As the nation and world went into shutdown, well-off people changed their discretionary spending habits. “We saw a big shift in demand for durable goods,” Jominy said. “You know, jewelry and—in particular—cars. If you’re not going to swim with great white sharks off the coast of South Africa, you’ve got money for that $80,000 car. So we saw sales at that end really explode.”
Explode is the right word. Sales of vehicles priced between $80,000 and $90,000 grew 91 percent year-over-year in the fourth quarter of 2020, according to J.D. Power data. Meanwhile, sales evaporated at the bottom end of the market. The under-$20,000 segment—which has been contracting bit by bit for years—collapsed, with a 30-percent year-over-year drop in the fourth quarter. The $20,000-to-$30,000 segment shrank 7 percent; the over-$100,000 market grew 63 percent.
Dealers had additional factors working for them. Many received forgivable Paycheck Protection Program loans from the government. Overall staffing fell, and digital retail improved per-person productivity. Low interest rates, automaker credits, and low supply turned the floor plan from a liability into an asset. Every little bit helped: In 2020, dealers ended up making around $140 per car just from credits and interest alone. Compare that to a typical year, where a dealership might lose around $96 per car on fees and expenses related to slow-selling inventory lingering on lots—and have to make that money up elsewhere.

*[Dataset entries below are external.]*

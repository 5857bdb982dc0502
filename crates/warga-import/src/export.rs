//! CSV export of users and payments. Credentials, national ids
//! and lock state never leave the database.

use std::collections::HashMap;
use std::io::Write;

use chrono::NaiveDate;
use csv::Writer;
use serde::Serialize;

use warga_data::{Payment, PaymentStatus, Role, User};

use crate::ImportError;

#[derive(Serialize)]
struct UserLine<'a> {
    name: &'a str,
    email: &'a str,
    phone: &'a str,
    address: &'a str,
    house_number: &'a str,
    role: Role,
    active: bool,
    membership_date: NaiveDate,
}

#[derive(Serialize)]
struct PaymentLine<'a> {
    email: &'a str,
    name: &'a str,
    amount: f64,
    date: NaiveDate,
    status: PaymentStatus,
    method: &'a str,
    reference: &'a str,
}

/// Write users as CSV with a header row
pub fn users<W: Write>(writer: W, users: &[User]) -> Result<usize, ImportError> {
    let mut wtr = Writer::from_writer(writer);
    for user in users {
        wtr.serialize(UserLine {
            name: &user.name,
            email: &user.email,
            phone: &user.phone,
            address: &user.address,
            house_number: &user.house_number,
            role: user.role,
            active: user.active,
            membership_date: user.membership_date,
        })?;
    }
    wtr.flush().map_err(csv::Error::from)?;
    Ok(users.len())
}

/// Write payments as CSV, with the owner's email and name.
/// The output can be imported again.
pub fn payments<W: Write>(
    writer: W,
    payments: &[Payment],
    users: &[User],
) -> Result<usize, ImportError> {
    let owners: HashMap<u32, &User> = users.iter().map(|u| (u.id, u)).collect();

    let mut wtr = Writer::from_writer(writer);
    for payment in payments {
        let (email, name) = owners
            .get(&payment.user_id)
            .map(|u| (u.email.as_str(), u.name.as_str()))
            .unwrap_or_default();
        wtr.serialize(PaymentLine {
            email,
            name,
            amount: payment.amount,
            date: payment.date,
            status: payment.status,
            method: &payment.method,
            reference: &payment.reference,
        })?;
    }
    wtr.flush().map_err(csv::Error::from)?;
    Ok(payments.len())
}

#[cfg(test)]
mod tests {
    use super::*;

    fn siti() -> User {
        User {
            id: 1,
            name: "Siti Rahma".to_string(),
            email: "siti@warga.test".to_string(),
            phone: "081211112222".to_string(),
            national_id: "3174015501900001".to_string(),
            address: "Jl. Melati 1".to_string(),
            house_number: "A-1".to_string(),
            active: true,
            membership_date: NaiveDate::from_ymd_opt(2023, 1, 15).unwrap(),
            password_hash: "$argon2id$secret".to_string(),
            ..Default::default()
        }
    }

    #[test]
    fn test_export_users() {
        let mut out = vec![];
        let count = users(&mut out, &[siti()]).unwrap();
        assert_eq!(count, 1);

        let text = String::from_utf8(out).unwrap();
        assert_eq!(
            text,
            "name,email,phone,address,house_number,role,active,membership_date\n\
             Siti Rahma,siti@warga.test,081211112222,Jl. Melati 1,A-1,member,true,2023-01-15\n"
        );
        assert!(!text.contains("3174015501900001"));
        assert!(!text.contains("argon2"));
    }

    #[test]
    fn test_export_payments_reimport() {
        let payment = Payment {
            id: 7,
            user_id: 1,
            amount: 50000.5,
            date: NaiveDate::from_ymd_opt(2024, 2, 5).unwrap(),
            status: PaymentStatus::Paid,
            method: "transfer".to_string(),
            reference: "TRX-1".to_string(),
        };
        let mut out = vec![];
        payments(&mut out, &[payment], &[siti()]).unwrap();

        let rows = crate::payments::parse(out.as_slice()).unwrap();
        assert_eq!(rows.len(), 1);
        let record = rows[0].as_ref().unwrap();
        assert_eq!(record.email, "siti@warga.test");
        assert_eq!(record.amount, 50000.5);
        assert_eq!(record.status, PaymentStatus::Paid);
        assert_eq!(record.reference, "TRX-1");
    }
}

Whether these trends will continue in 2021 is hard to say with certainty. While the pandemic itself has not forced any recent factory closures, continuing shortages of crucial microchips have. It’s an issue serious enough that the White House is getting involved, recognizing the severity of the potential disruptions. Should these issues continue, it’s likely that we’ll see a repeat of the higher per-vehicle transaction prices that defined 2020.
But the drastic spike in sales of expensive vehicles might correct itself sooner. “At the high end of the market, that is such a dramatic change that I can’t see it running at those levels indefinitely,” Jominy told R&T. “You get the one-time gain from a lack of options, but as we know, so many places in this country are ready to open up. And the expectation that we should have the vaccine rolled out to most of the country by summer means there’s a large pent-up demand for entertainment and travel, vacations and movies, anything that we have been depriving ourselves of for over a year.”